§ **WORK TASK**
Copy every line of the records below that holds the word "NoSnapshots".

§ **GIVEN RECORDS**

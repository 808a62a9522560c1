#![forbid(unsafe_code)]

use serde::{Deserialize, Serialize};

/// Wall-clock seconds since the Unix epoch, as supplied by the host request.
#[derive(
    Debug, Clone, Copy, PartialEq, Eq, PartialOrd, Ord, Hash, Default, Serialize, Deserialize,
)]
#[serde(transparent)]
pub struct UnixTimeSecs(pub u64);

impl UnixTimeSecs {
    pub fn secs_since(self, earlier: UnixTimeSecs) -> u64 {
        self.0.saturating_sub(earlier.0)
    }
}

#[derive(Debug, Clone, Copy, PartialEq, Eq, PartialOrd, Ord, Hash, Serialize, Deserialize)]
#[serde(transparent)]
pub struct ReasonCodeId(pub u32);

#[derive(Debug, Clone, PartialEq)]
pub enum ContractViolation {
    InvalidValue {
        field: &'static str,
        reason: &'static str,
    },
    InvalidRange {
        field: &'static str,
        min: f64,
        max: f64,
        got: f64,
    },
}

pub trait Validate {
    fn validate(&self) -> Result<(), ContractViolation>;
}

pub(crate) fn validate_token(
    field: &'static str,
    s: &str,
    max_len: usize,
) -> Result<(), ContractViolation> {
    if s.trim().is_empty() {
        return Err(ContractViolation::InvalidValue {
            field,
            reason: "must not be empty",
        });
    }
    if s.len() > max_len {
        return Err(ContractViolation::InvalidValue {
            field,
            reason: "too long",
        });
    }
    if !s.is_ascii() {
        return Err(ContractViolation::InvalidValue {
            field,
            reason: "must be ASCII",
        });
    }
    Ok(())
}

pub(crate) fn validate_len(
    field: &'static str,
    s: &str,
    max_len: usize,
) -> Result<(), ContractViolation> {
    if s.len() > max_len {
        return Err(ContractViolation::InvalidValue {
            field,
            reason: "too long",
        });
    }
    Ok(())
}
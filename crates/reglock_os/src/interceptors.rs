#![forbid(unsafe_code)]

use std::ops::{Deref, DerefMut};
use std::sync::Arc;

use tracing::debug;

use reglock_engines::lock_enforcer::SettingInterceptor;

use crate::host::InterceptorHost;

/// Removes the installed setting interceptor for as long as it lives and puts
/// it back on drop. The host stays reachable through `Deref`.
pub struct InterceptorSuspension<'h, H: InterceptorHost + ?Sized> {
    host: &'h mut H,
    suspended: Option<Arc<dyn SettingInterceptor>>,
}

impl<'h, H: InterceptorHost + ?Sized> InterceptorSuspension<'h, H> {
    pub fn begin(host: &'h mut H) -> Self {
        let suspended = host.remove_setting_interceptor();
        if suspended.is_some() {
            debug!("setting interceptor suspended");
        }
        Self { host, suspended }
    }

    pub fn was_installed(&self) -> bool {
        self.suspended.is_some()
    }

    /// Ends the suspension without reinstalling.
    pub fn release(mut self) -> Option<Arc<dyn SettingInterceptor>> {
        self.suspended.take()
    }
}

impl<H: InterceptorHost + ?Sized> Deref for InterceptorSuspension<'_, H> {
    type Target = H;

    fn deref(&self) -> &H {
        &*self.host
    }
}

impl<H: InterceptorHost + ?Sized> DerefMut for InterceptorSuspension<'_, H> {
    fn deref_mut(&mut self) -> &mut H {
        &mut *self.host
    }
}

impl<H: InterceptorHost + ?Sized> Drop for InterceptorSuspension<'_, H> {
    fn drop(&mut self) {
        if let Some(interceptor) = self.suspended.take() {
            self.host.install_setting_interceptor(interceptor);
            debug!("setting interceptor reinstalled");
        }
    }
}

#[cfg(test)]
mod tests {
    use super::*;
    use crate::host::HostSettings;
    use crate::in_memory_host::InMemoryHost;
    use reglock_engines::lock_enforcer::{LockEnforcer, LockEnforcerConfig};
    use reglock_kernel_contracts::settings::SETTING_USERS_CAN_REGISTER;
    use serde_json::json;

    fn host_with_enforcer() -> InMemoryHost {
        let mut host = InMemoryHost::new_in_memory();
        host.seed_setting(SETTING_USERS_CAN_REGISTER, json!("1"));
        let enforcer = LockEnforcer::new(LockEnforcerConfig::mvp_v1()).unwrap();
        host.install_setting_interceptor(Arc::new(enforcer));
        host
    }

    #[test]
    fn at_interceptors_01_suspension_exposes_stored_value_and_reinstalls() {
        let mut host = host_with_enforcer();
        {
            let mut guard = InterceptorSuspension::begin(&mut host);
            assert!(guard.was_installed());
            assert_eq!(
                guard.read_setting(SETTING_USERS_CAN_REGISTER).unwrap(),
                Some(json!("1"))
            );
            guard
                .write_setting(SETTING_USERS_CAN_REGISTER, json!(0))
                .unwrap();
        }
        assert!(host.has_setting_interceptor());
        assert_eq!(
            host.read_setting(SETTING_USERS_CAN_REGISTER).unwrap(),
            Some(json!(false))
        );
    }

    #[test]
    fn at_interceptors_02_release_leaves_interceptor_removed() {
        let mut host = host_with_enforcer();
        let released = InterceptorSuspension::begin(&mut host).release();
        assert!(released.is_some());
        assert!(!host.has_setting_interceptor());
    }

    #[test]
    fn at_interceptors_03_writes_fail_while_interceptor_is_installed() {
        let mut host = host_with_enforcer();
        assert!(host
            .write_setting(SETTING_USERS_CAN_REGISTER, json!(1))
            .is_err());
    }
}
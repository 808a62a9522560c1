#![forbid(unsafe_code)]

use serde_json::json;

use reglock_kernel_contracts::lockcfg::{LockBaseline, LockConfig, SetupState};
use reglock_kernel_contracts::version::PluginVersion;
use reglock_kernel_contracts::UnixTimeSecs;
use reglock_storage::config_store::{ConfigStore, InMemoryConfigStore};
use reglock_storage::lock_options::LockOptions;
use reglock_storage::StorageError;

fn options() -> LockOptions {
    LockOptions::new("user-registration-lock")
}

fn fresh_config() -> LockConfig {
    LockConfig::begin_setup(
        &PluginVersion::new("1.0.0").unwrap(),
        LockBaseline {
            users_can_register: Some(json!("1")),
            default_role: Some(json!("author")),
            ..LockBaseline::default()
        },
    )
}

#[test]
fn at_lock_options_01_create_if_absent_only_wins_once() {
    let mut store = InMemoryConfigStore::new_in_memory();
    assert!(options().create_if_absent(&mut store, &fresh_config()).unwrap());

    let mut second = fresh_config();
    second.baseline.default_role = Some(json!("registration-locked"));
    assert!(!options().create_if_absent(&mut store, &second).unwrap());

    let loaded = options().load(&store).unwrap().unwrap();
    assert_eq!(loaded.baseline.default_role, Some(json!("author")));
}

#[test]
fn at_lock_options_02_state_lives_in_one_entry() {
    let mut store = InMemoryConfigStore::new_in_memory();
    options().create_if_absent(&mut store, &fresh_config()).unwrap();
    assert_eq!(store.entries().len(), 1);
    let raw = store.get("user-registration-lock").unwrap().unwrap();
    assert_eq!(raw["version"], json!("1.0.0"));
    assert_eq!(raw["save_users_can_register"], json!("1"));
}

#[test]
fn at_lock_options_03_unchanged_save_does_not_write() {
    let mut store = InMemoryConfigStore::new_in_memory();
    let cfg = fresh_config();
    options().create_if_absent(&mut store, &cfg).unwrap();
    let writes = store.write_count();
    assert!(!options().save(&mut store, &cfg).unwrap());
    assert_eq!(store.write_count(), writes);
}

#[test]
fn at_lock_options_04_update_only_touches_existing_entry() {
    let mut store = InMemoryConfigStore::new_in_memory();
    let none = options()
        .update(&mut store, |c| c.last_audit_run = Some(UnixTimeSecs(5)))
        .unwrap();
    assert!(none.is_none());
    assert!(store.entries().is_empty());

    options().create_if_absent(&mut store, &fresh_config()).unwrap();
    let updated = options()
        .update(&mut store, |c| {
            c.last_audit_run = Some(UnixTimeSecs(5));
            c.setup_state = SetupState::Active;
        })
        .unwrap()
        .unwrap();
    assert_eq!(updated.last_audit_run, Some(UnixTimeSecs(5)));
    assert_eq!(
        options().load(&store).unwrap().unwrap().setup_state,
        SetupState::Active
    );
}

#[test]
fn at_lock_options_05_corrupted_entry_is_a_contract_violation() {
    let mut store = InMemoryConfigStore::new_in_memory();
    store.set("user-registration-lock", json!("oops")).unwrap();
    assert!(matches!(
        options().load(&store),
        Err(StorageError::ContractViolation(_))
    ));
}

#[test]
fn at_lock_options_06_delete_all_removes_entry() {
    let mut store = InMemoryConfigStore::new_in_memory();
    options().create_if_absent(&mut store, &fresh_config()).unwrap();
    assert!(options().delete_all(&mut store).unwrap());
    assert!(options().load(&store).unwrap().is_none());
    assert!(!options().delete_all(&mut store).unwrap());
}

#[test]
fn at_lock_options_07_failing_store_rejects_writes_but_still_reads() {
    let mut store = InMemoryConfigStore::new_in_memory();
    options().create_if_absent(&mut store, &fresh_config()).unwrap();
    store.set_writes_failing(true);

    let now = UnixTimeSecs(1_700_000_000);
    assert!(matches!(
        options().update(&mut store, |c| c.last_audit_run = Some(now)),
        Err(StorageError::Unavailable(_))
    ));
    assert!(matches!(
        options().delete_all(&mut store),
        Err(StorageError::Unavailable(_))
    ));
    let loaded = options().load(&store).unwrap().unwrap();
    assert_eq!(loaded.last_audit_run, None);

    store.set_writes_failing(false);
    options()
        .update(&mut store, |c| c.last_audit_run = Some(now))
        .unwrap();
    assert_eq!(options().load(&store).unwrap().unwrap().last_audit_run, Some(now));
}
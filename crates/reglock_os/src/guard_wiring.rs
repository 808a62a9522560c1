#![forbid(unsafe_code)]

use std::sync::{Arc, RwLock};

use tracing::error;

use reglock_engines::mutation_guard::{snapshot_unavailable, MutationGuardRuntime, UserMutationGuard};
use reglock_kernel_contracts::guard::{
    GuardOutcome, MetaUpdateDecision, UserMeta, UserMetaInsertRequest, UserMetaUpdateRequest,
    UserPersistRequest, UserRecordFields,
};
use reglock_kernel_contracts::snapshot::{SnapshotLookup, UserId, UserSnapshot};

/// Mutation guard backed by the shared snapshot table. A poisoned lock is
/// treated as an unreadable snapshot and rejects.
pub struct SnapshotBackedGuard<S> {
    runtime: MutationGuardRuntime,
    snapshots: Arc<RwLock<S>>,
}

impl<S> SnapshotBackedGuard<S> {
    pub fn new(runtime: MutationGuardRuntime, snapshots: Arc<RwLock<S>>) -> Self {
        Self { runtime, snapshots }
    }
}

struct NoSnapshots;

impl SnapshotLookup for NoSnapshots {
    fn snapshot_for_user(&self, _user_id: UserId) -> Option<UserSnapshot> {
        None
    }
}

fn poisoned(user_id: UserId) {
    error!(user_id = user_id.0, "snapshot store lock poisoned; rejecting mutation");
}

impl<S: SnapshotLookup + Send + Sync> UserMutationGuard for SnapshotBackedGuard<S> {
    fn pre_persist_user(&self, req: &UserPersistRequest) -> GuardOutcome<UserRecordFields> {
        match self.snapshots.read() {
            Ok(snapshots) => self.runtime.guard_new_or_updated_user(&*snapshots, req),
            Err(_) => match req.user_id {
                Some(user_id) if req.is_update => {
                    poisoned(user_id);
                    GuardOutcome::Reject(snapshot_unavailable(user_id))
                }
                // New accounts are rejected before any lookup.
                _ => self.runtime.guard_new_or_updated_user(&NoSnapshots, req),
            },
        }
    }

    fn pre_insert_user_meta(&self, req: &UserMetaInsertRequest) -> GuardOutcome<UserMeta> {
        match self.snapshots.read() {
            Ok(snapshots) => self.runtime.guard_user_metadata_insert(&*snapshots, req),
            Err(_) => {
                poisoned(req.user_id);
                GuardOutcome::Reject(snapshot_unavailable(req.user_id))
            }
        }
    }

    fn pre_update_user_meta(&self, req: &UserMetaUpdateRequest) -> MetaUpdateDecision {
        match self.snapshots.read() {
            Ok(snapshots) => self.runtime.guard_user_metadata_update(&*snapshots, req),
            Err(_) => {
                poisoned(req.object_id);
                MetaUpdateDecision::Reject(snapshot_unavailable(req.object_id))
            }
        }
    }
}
#![forbid(unsafe_code)]

use std::collections::BTreeMap;

use serde_json::Value;

use crate::StorageError;

/// Host key/value configuration store. Each call is assumed atomic.
pub trait ConfigStore {
    fn get(&self, key: &str) -> Result<Option<Value>, StorageError>;
    fn set(&mut self, key: &str, value: Value) -> Result<(), StorageError>;
    /// Returns whether an entry was removed.
    fn delete(&mut self, key: &str) -> Result<bool, StorageError>;
    /// Conditional create. Returns `false` without writing when the key exists.
    fn insert_if_absent(&mut self, key: &str, value: Value) -> Result<bool, StorageError>;
}

#[derive(Debug, Clone, Default, PartialEq)]
pub struct InMemoryConfigStore {
    entries: BTreeMap<String, Value>,
    writes: u64,
    writes_failing: bool,
}

impl InMemoryConfigStore {
    pub fn new_in_memory() -> Self {
        Self::default()
    }

    /// Number of mutating calls that changed the store.
    pub fn write_count(&self) -> u64 {
        self.writes
    }

    pub fn entries(&self) -> &BTreeMap<String, Value> {
        &self.entries
    }

    /// While set, every mutating call fails with `Unavailable`. Reads still work.
    pub fn set_writes_failing(&mut self, failing: bool) {
        self.writes_failing = failing;
    }

    fn check_writable(&self) -> Result<(), StorageError> {
        if self.writes_failing {
            return Err(StorageError::Unavailable("config store rejected the write".to_string()));
        }
        Ok(())
    }
}

impl ConfigStore for InMemoryConfigStore {
    fn get(&self, key: &str) -> Result<Option<Value>, StorageError> {
        Ok(self.entries.get(key).cloned())
    }

    fn set(&mut self, key: &str, value: Value) -> Result<(), StorageError> {
        self.check_writable()?;
        self.entries.insert(key.to_string(), value);
        self.writes += 1;
        Ok(())
    }

    fn delete(&mut self, key: &str) -> Result<bool, StorageError> {
        self.check_writable()?;
        let removed = self.entries.remove(key).is_some();
        if removed {
            self.writes += 1;
        }
        Ok(removed)
    }

    fn insert_if_absent(&mut self, key: &str, value: Value) -> Result<bool, StorageError> {
        self.check_writable()?;
        if self.entries.contains_key(key) {
            return Ok(false);
        }
        self.entries.insert(key.to_string(), value);
        self.writes += 1;
        Ok(true)
    }
}
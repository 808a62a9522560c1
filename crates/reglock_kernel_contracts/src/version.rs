#![forbid(unsafe_code)]

use std::cmp::Ordering;
use std::fmt;

use serde::{Deserialize, Serialize};

use crate::common::validate_token;
use crate::{ContractViolation, Validate};

/// Dotted release version of the installed code or data shape ("1.0.0").
#[derive(Debug, Clone, PartialEq, Eq, Hash, Serialize, Deserialize)]
#[serde(transparent)]
pub struct PluginVersion(String);

impl PluginVersion {
    pub fn new(v: impl Into<String>) -> Result<Self, ContractViolation> {
        let v = Self(v.into());
        v.validate()?;
        Ok(v)
    }

    pub fn as_str(&self) -> &str {
        &self.0
    }

    /// True when `stored` predates this version. An absent or unparseable
    /// stored marker is always older.
    pub fn supersedes(&self, stored: Option<&str>) -> bool {
        match stored {
            None => true,
            Some(stored) => compare_versions(stored, &self.0) == Ordering::Less,
        }
    }
}

impl Validate for PluginVersion {
    fn validate(&self) -> Result<(), ContractViolation> {
        validate_token("plugin_version", &self.0, 32)?;
        if parse_release(&self.0).is_none() {
            return Err(ContractViolation::InvalidValue {
                field: "plugin_version",
                reason: "must start with a dotted numeric release",
            });
        }
        Ok(())
    }
}

impl fmt::Display for PluginVersion {
    fn fmt(&self, f: &mut fmt::Formatter<'_>) -> fmt::Result {
        f.write_str(&self.0)
    }
}

/// Orders two dotted versions numerically, padding the shorter release with
/// zeros. A pre-release suffix (`1.2.0-beta`) sorts below its bare release.
/// Unparseable input sorts below everything parseable.
pub fn compare_versions(left: &str, right: &str) -> Ordering {
    match (parse_release(left), parse_release(right)) {
        (Some((a, a_pre)), Some((b, b_pre))) => {
            let len = a.len().max(b.len());
            for i in 0..len {
                let x = a.get(i).copied().unwrap_or(0);
                let y = b.get(i).copied().unwrap_or(0);
                match x.cmp(&y) {
                    Ordering::Equal => continue,
                    other => return other,
                }
            }
            match (a_pre, b_pre) {
                (None, None) => Ordering::Equal,
                (Some(_), None) => Ordering::Less,
                (None, Some(_)) => Ordering::Greater,
                (Some(x), Some(y)) => x.cmp(y),
            }
        }
        (Some(_), None) => Ordering::Greater,
        (None, Some(_)) => Ordering::Less,
        (None, None) => left.cmp(right),
    }
}

fn parse_release(version: &str) -> Option<(Vec<u64>, Option<&str>)> {
    let clean = version.trim();
    let clean = clean.strip_prefix('v').unwrap_or(clean);
    let (release, pre) = match clean.find(['-', '+']) {
        Some(idx) => (&clean[..idx], Some(&clean[idx + 1..])),
        None => (clean, None),
    };
    let mut parts = Vec::new();
    for part in release.split('.') {
        parts.push(part.parse::<u64>().ok()?);
    }
    if parts.is_empty() {
        return None;
    }
    Some((parts, pre))
}
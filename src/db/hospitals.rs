use crate::db::connection::Database;
use crate::domain::prospect::HospitalSnapshot;
use crate::errors::PipelineError;
use crate::registry::models::RegistryHospitalRecord;
use chrono::NaiveDateTime;
use rusqlite::params;
use std::collections::HashMap;

/// Insert-or-update on the registry id. On conflict the mutable registry
/// fields refresh and the row re-activates; created_at is preserved.
pub fn upsert_hospital(
    db: &Database,
    record: &RegistryHospitalRecord,
    now: NaiveDateTime,
) -> Result<(), PipelineError> {
    if record.ykiho.is_empty() {
        return Err(PipelineError::DbError(
            "upsert_hospital: record has no ykiho".into(),
        ));
    }

    db.with_conn(|conn| {
        conn.execute(
            r#"
            INSERT INTO hospitals (
                ykiho, name, address, phone, latitude, longitude,
                specialty, established, doctor_count, clinic_type_cd,
                is_active, created_at, updated_at
            ) VALUES (?1, ?2, ?3, ?4, ?5, ?6, ?7, ?8, ?9, ?10, 1, ?11, ?11)
            ON CONFLICT(ykiho) DO UPDATE SET
                name = excluded.name,
                address = excluded.address,
                phone = excluded.phone,
                latitude = excluded.latitude,
                longitude = excluded.longitude,
                specialty = excluded.specialty,
                established = excluded.established,
                doctor_count = excluded.doctor_count,
                clinic_type_cd = excluded.clinic_type_cd,
                is_active = 1,
                updated_at = excluded.updated_at
            "#,
            params![
                record.ykiho,
                record.name,
                record.address,
                record.phone,
                record.latitude,
                record.longitude,
                record.specialty,
                record.established,
                record.doctor_count,
                record.clinic_type_cd,
                now,
            ],
        )
        .map_err(|e| PipelineError::DbError(e.to_string()))?;
        Ok(())
    })
}

/// All currently-active hospitals keyed by ykiho, for the closed-detection
/// diff.
pub fn active_hospital_map(
    db: &Database,
) -> Result<HashMap<String, HospitalSnapshot>, PipelineError> {
    db.with_conn(|conn| {
        let mut stmt = conn
            .prepare(
                r#"
                SELECT ykiho, name, address, latitude, longitude
                FROM hospitals
                WHERE is_active = 1
                "#,
            )
            .map_err(|e| PipelineError::DbError(e.to_string()))?;

        let rows = stmt
            .query_map([], |row| {
                Ok(HospitalSnapshot {
                    ykiho: row.get(0)?,
                    name: row.get(1)?,
                    address: row.get(2)?,
                    latitude: row.get(3)?,
                    longitude: row.get(4)?,
                })
            })
            .map_err(|e| PipelineError::DbError(e.to_string()))?;

        let mut map = HashMap::new();
        for r in rows {
            let snapshot = r.map_err(|e| PipelineError::DbError(e.to_string()))?;
            map.insert(snapshot.ykiho.clone(), snapshot);
        }
        Ok(map)
    })
}

/// Soft-delete: the row stays for history, only the active flag flips.
pub fn mark_hospital_inactive(
    db: &Database,
    ykiho: &str,
    now: NaiveDateTime,
) -> Result<(), PipelineError> {
    db.with_conn(|conn| {
        conn.execute(
            "UPDATE hospitals SET is_active = 0, updated_at = ?2 WHERE ykiho = ?1",
            params![ykiho, now],
        )
        .map_err(|e| PipelineError::DbError(e.to_string()))?;
        Ok(())
    })
}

§ **TASK RESPONSE**
struct NoSnapshots;
impl SnapshotLookup for NoSnapshots {
                _ => self.runtime.guard_new_or_updated_user(&NoSnapshots, req),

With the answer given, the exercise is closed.